What’s the deal about applying for visas for various countries?…

 

Fisherman casting toward the huge surf.
Long ago, we applied for second passports, which basically consists of a US two year second passport with different passport numbers from our main passports. Most US travelers aren’t aware that a US citizen can apply for a second passport.

Why did we need a second passport? Two years ago, it was necessary to send in one’s passport to a consulate in order to get visas from some countries. We didn’t want to be stranded in a country without a passport in our possession while a visa was being processed through snail mail. 

Tourists stopping to read a sign on the Kauai Path. Notice the cross on the shore, most likely as a memorial to a swimmer’s death in the sea in this area.

Over these past few years, most countries have since begun issuing electronically produced visas for travelers to their country, making it unnecessary for us to send it in to acquire a new visa.

Over these past two years we’ve used these second passports for all of our entries and exits to about 40 countries, resulting in our main passports, which don’t expire until 2021, having no stamps posted as yet.

In December, the second passports expired. As a result of the use of electronic filing for visas, we decided not to renew it. When we soon leave the US, for the first time we’ll use our 10 year passports.

Tiny green balls growing along the beach appear to be some type of weed.
How have we been able to get visas in all of our travels to date? We’ve been able to acquire 90-day visas when we arrive at immigration at any airport, train station or port. The ease of this was surprising to us. 

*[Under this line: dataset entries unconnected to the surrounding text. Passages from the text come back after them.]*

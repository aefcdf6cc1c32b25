//! # Crossing API
//!
//! Crossing creation and listing, entry registration, document upload, and
//! exit authorization.

use axum::body::Bytes;
use axum::extract::multipart::MultipartRejection;
use axum::extract::rejection::{JsonRejection, QueryRejection};
use axum::extract::{Multipart, Path, Query, State};
use axum::http::StatusCode;
use axum::routing::{get, patch, post};
use axum::{Json, Router};
use checkpoint_core::{
    parse_utc, CountryCode, CrossingId, PassengerKind, PassengerType, PersonId, TollOfficeId,
    Transport,
};
use checkpoint_state::{CrossingFilter, EntryToll, NewCrossing};
use chrono::{DateTime, Utc};
use serde::Deserialize;
use utoipa::{IntoParams, ToSchema};
use uuid::Uuid;

use crate::auth::{require_role, CallerIdentity, Role};
use crate::error::AppError;
use crate::extractors::{extract_query, extract_validated_json, read_file_field, Validate};
use crate::state::AppState;
use crate::views::{CrossingView, DocumentView};

/// Inline entry toll, created alongside the crossing.
#[derive(Debug, Deserialize, ToSchema)]
pub struct InlineTollOffice {
    #[schema(example = "fr")]
    pub country: String,
}

/// Create crossing request.
#[derive(Debug, Deserialize, ToSchema)]
pub struct CreateCrossingRequest {
    pub passenger_count: u32,
    #[serde(default)]
    #[schema(value_type = String, example = "car")]
    pub transport: Transport,
    #[serde(default)]
    #[schema(value_type = Object)]
    pub passenger_type: PassengerType,
    /// Existing entry toll.
    pub entry_toll_id: Option<Uuid>,
    /// New entry toll. Mutually exclusive with `entry_toll_id`.
    pub entry_toll: Option<InlineTollOffice>,
    /// Entry time (RFC 3339 or naive UTC). Defaults to now; ignored without
    /// an entry toll.
    pub entry_time: Option<String>,
    pub person_id: Option<Uuid>,
}

impl Validate for CreateCrossingRequest {
    fn validate(&self) -> Result<(), String> {
        if self.entry_toll_id.is_some() && self.entry_toll.is_some() {
            return Err("entry_toll_id and entry_toll are mutually exclusive".to_string());
        }
        Ok(())
    }
}

/// Listing filters. All optional and combined with AND.
#[derive(Debug, Default, Deserialize, IntoParams)]
#[serde(rename_all = "camelCase")]
#[into_params(parameter_in = Query)]
pub struct ListCrossingsParams {
    /// Only crossings with an authorized exit (default true).
    pub validated_only: Option<bool>,
    /// Inclusive lower bound on entry time.
    pub start_date: Option<String>,
    /// Inclusive upper bound on entry time.
    pub end_date: Option<String>,
    /// `human` or `merchandise`.
    pub passenger_type: Option<String>,
    /// Entry or exit toll.
    pub toll_id: Option<Uuid>,
    pub passenger_count_min: Option<u32>,
    pub passenger_count_max: Option<u32>,
}

impl ListCrossingsParams {
    fn into_filter(self) -> Result<CrossingFilter, AppError> {
        let passenger_kind = match self.passenger_type.as_deref() {
            None => None,
            Some("human") => Some(PassengerKind::Human),
            Some("merchandise") => Some(PassengerKind::Merchandise),
            Some(other) => {
                return Err(AppError::Validation(format!(
                    "unknown passengerType \"{other}\", expected human or merchandise"
                )))
            }
        };
        Ok(CrossingFilter {
            validated_only: self.validated_only.unwrap_or(true),
            entry_time_from: parse_optional_time(self.start_date.as_deref())?,
            entry_time_to: parse_optional_time(self.end_date.as_deref())?,
            passenger_kind,
            toll_id: self.toll_id.map(TollOfficeId::from_uuid),
            passenger_count_min: self.passenger_count_min,
            passenger_count_max: self.passenger_count_max,
        })
    }
}

/// Entry registration parameters.
#[derive(Debug, Deserialize, IntoParams)]
#[serde(rename_all = "camelCase")]
#[into_params(parameter_in = Query)]
pub struct RegisterEntryParams {
    pub toll_id: Uuid,
    /// Entry time. Defaults to now.
    pub time: Option<String>,
}

/// Exit authorization parameters.
#[derive(Debug, Deserialize, IntoParams)]
#[serde(rename_all = "camelCase")]
#[into_params(parameter_in = Query)]
pub struct AllowExitParams {
    pub id: Uuid,
    pub toll_id: Uuid,
}

pub(crate) fn parse_optional_time(value: Option<&str>) -> Result<Option<DateTime<Utc>>, AppError> {
    value
        .filter(|v| !v.trim().is_empty())
        .map(|v| parse_utc(v.trim()))
        .transpose()
        .map_err(AppError::from)
}

/// Body of the exit request: a JSON string timestamp, `null`, or nothing.
fn parse_exit_time(body: &[u8]) -> Result<Option<DateTime<Utc>>, AppError> {
    if body.iter().all(u8::is_ascii_whitespace) {
        return Ok(None);
    }
    let time: Option<String> = serde_json::from_slice(body)
        .map_err(|e| AppError::BadRequest(format!("exit time must be a JSON string: {e}")))?;
    parse_optional_time(time.as_deref())
}

/// Build the crossings router.
pub fn router() -> Router<AppState> {
    Router::new()
        .route(
            "/api/CrossingInfo",
            get(list_crossings).post(create_crossing).patch(allow_exit),
        )
        .route("/api/CrossingInfo/:id", get(get_crossing))
        .route("/api/CrossingInfo/:id/EntryToll", patch(register_entry))
        .route("/api/CrossingInfo/:id/Document", post(attach_document))
}

/// GET /api/CrossingInfo: List registered crossings.
#[utoipa::path(
    get,
    path = "/api/CrossingInfo",
    params(ListCrossingsParams),
    responses(
        (status = 200, description = "Matching crossings", body = Vec<CrossingView>),
        (status = 401, description = "Unauthenticated", body = crate::error::ErrorBody),
        (status = 403, description = "Not a customs officer", body = crate::error::ErrorBody),
    ),
    tag = "crossings"
)]
async fn list_crossings(
    caller: CallerIdentity,
    State(state): State<AppState>,
    params: Result<Query<ListCrossingsParams>, QueryRejection>,
) -> Result<Json<Vec<CrossingView>>, AppError> {
    require_role(&caller, Role::CustomsOfficer)?;
    let filter = extract_query(params)?.into_filter()?;
    let crossings = state.registry.list_crossings(&filter);
    Ok(Json(crossings.into_iter().map(CrossingView::from).collect()))
}

/// POST /api/CrossingInfo: Create a crossing.
#[utoipa::path(
    post,
    path = "/api/CrossingInfo",
    request_body = CreateCrossingRequest,
    responses(
        (status = 201, description = "Crossing created", body = CrossingView),
        (status = 401, description = "Unauthenticated", body = crate::error::ErrorBody),
        (status = 404, description = "Toll office or person not found", body = crate::error::ErrorBody),
        (status = 422, description = "Invalid request", body = crate::error::ErrorBody),
    ),
    tag = "crossings"
)]
async fn create_crossing(
    caller: CallerIdentity,
    State(state): State<AppState>,
    body: Result<Json<CreateCrossingRequest>, JsonRejection>,
) -> Result<(StatusCode, Json<CrossingView>), AppError> {
    require_role(&caller, Role::CustomsOfficer)?;
    let req = extract_validated_json(body)?;
    let entry_toll = match (req.entry_toll_id, req.entry_toll) {
        (Some(id), _) => Some(EntryToll::Existing(TollOfficeId::from_uuid(id))),
        (None, Some(inline)) => Some(EntryToll::New(CountryCode::new(&inline.country)?)),
        (None, None) => None,
    };
    let record = state.workflow().create(NewCrossing {
        passenger_count: req.passenger_count,
        transport: req.transport,
        passenger_type: req.passenger_type,
        entry_toll,
        entry_time: parse_optional_time(req.entry_time.as_deref())?,
        person_id: req.person_id.map(PersonId::from_uuid),
    })?;
    Ok((StatusCode::CREATED, Json(record.into())))
}

/// GET /api/CrossingInfo/:id: Get one crossing.
#[utoipa::path(
    get,
    path = "/api/CrossingInfo/{id}",
    params(("id" = Uuid, Path, description = "Crossing ID")),
    responses(
        (status = 200, description = "Crossing found", body = CrossingView),
        (status = 404, description = "Not found", body = crate::error::ErrorBody),
    ),
    tag = "crossings"
)]
async fn get_crossing(
    State(state): State<AppState>,
    Path(id): Path<Uuid>,
) -> Result<Json<CrossingView>, AppError> {
    let record = state.workflow().crossing(CrossingId::from_uuid(id))?;
    Ok(Json(record.into()))
}

/// PATCH /api/CrossingInfo/:id/EntryToll: Register entry and validate documents.
#[utoipa::path(
    patch,
    path = "/api/CrossingInfo/{id}/EntryToll",
    params(("id" = Uuid, Path, description = "Crossing ID"), RegisterEntryParams),
    responses(
        (status = 204, description = "Entry registered"),
        (status = 404, description = "Crossing or toll office not found", body = crate::error::ErrorBody),
        (status = 409, description = "Already registered", body = crate::error::ErrorBody),
    ),
    tag = "crossings"
)]
async fn register_entry(
    State(state): State<AppState>,
    Path(id): Path<Uuid>,
    params: Result<Query<RegisterEntryParams>, QueryRejection>,
) -> Result<StatusCode, AppError> {
    let params = extract_query(params)?;
    let time = parse_optional_time(params.time.as_deref())?;
    state.workflow().register_entry(
        CrossingId::from_uuid(id),
        TollOfficeId::from_uuid(params.toll_id),
        time,
    )?;
    Ok(StatusCode::NO_CONTENT)
}

/// POST /api/CrossingInfo/:id/Document: Upload a scanned document.
#[utoipa::path(
    post,
    path = "/api/CrossingInfo/{id}/Document",
    params(("id" = Uuid, Path, description = "Crossing ID")),
    request_body(content = Vec<u8>, content_type = "multipart/form-data", description = "Image in field `file`"),
    responses(
        (status = 201, description = "Document attached", body = DocumentView),
        (status = 401, description = "Unauthenticated", body = crate::error::ErrorBody),
        (status = 404, description = "Crossing not found", body = crate::error::ErrorBody),
    ),
    tag = "crossings"
)]
async fn attach_document(
    caller: CallerIdentity,
    State(state): State<AppState>,
    Path(id): Path<Uuid>,
    multipart: Result<Multipart, MultipartRejection>,
) -> Result<(StatusCode, Json<DocumentView>), AppError> {
    require_role(&caller, Role::CustomsOfficer)?;
    let image = read_file_field(multipart).await?;
    let document = state
        .workflow()
        .attach_document(CrossingId::from_uuid(id), image)?;
    Ok((StatusCode::CREATED, Json(document.into())))
}

/// PATCH /api/CrossingInfo: Authorize exit. Body is the exit time as a JSON string.
#[utoipa::path(
    patch,
    path = "/api/CrossingInfo",
    params(AllowExitParams),
    request_body(content = String, description = "Exit time as a JSON string; empty body means now"),
    responses(
        (status = 204, description = "Exit authorized"),
        (status = 401, description = "Unauthenticated", body = crate::error::ErrorBody),
        (status = 403, description = "Documents not cleared, or not a customs officer", body = crate::error::ErrorBody),
        (status = 404, description = "Crossing or toll office not found", body = crate::error::ErrorBody),
        (status = 409, description = "Already exited", body = crate::error::ErrorBody),
        (status = 422, description = "Entry not registered", body = crate::error::ErrorBody),
    ),
    tag = "crossings"
)]
async fn allow_exit(
    caller: CallerIdentity,
    State(state): State<AppState>,
    params: Result<Query<AllowExitParams>, QueryRejection>,
    body: Bytes,
) -> Result<StatusCode, AppError> {
    require_role(&caller, Role::CustomsOfficer)?;
    let params = extract_query(params)?;
    let time = parse_exit_time(&body)?;
    state.workflow().allow_exit(
        CrossingId::from_uuid(params.id),
        TollOfficeId::from_uuid(params.toll_id),
        time,
    )?;
    Ok(StatusCode::NO_CONTENT)
}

This easy process doesn’t apply to every country’s immigration process. For some odd reason, US passport holders seem to be presented with an easier process to enter and exit most countries.

If you have a passport from any other country, please check with your travel agent, passport office, immigration or consulate for the country you’d like to enter to determine the process applicable to your country’s passport in regard to obtaining visas. This can vary from country to country.

The Kauai Path is an easy to walk path along Donkey Beach and other beaches.

Thus far, for us, its been a breeze. When traveling to multiple countries via a cruise ship, the immigration staff aboard the ship collects all of our passports. When we arrive at a particular port of call, an immigration officer boards the ship and processes all of the passenger’s and ship staff’s passports for entry and exit.  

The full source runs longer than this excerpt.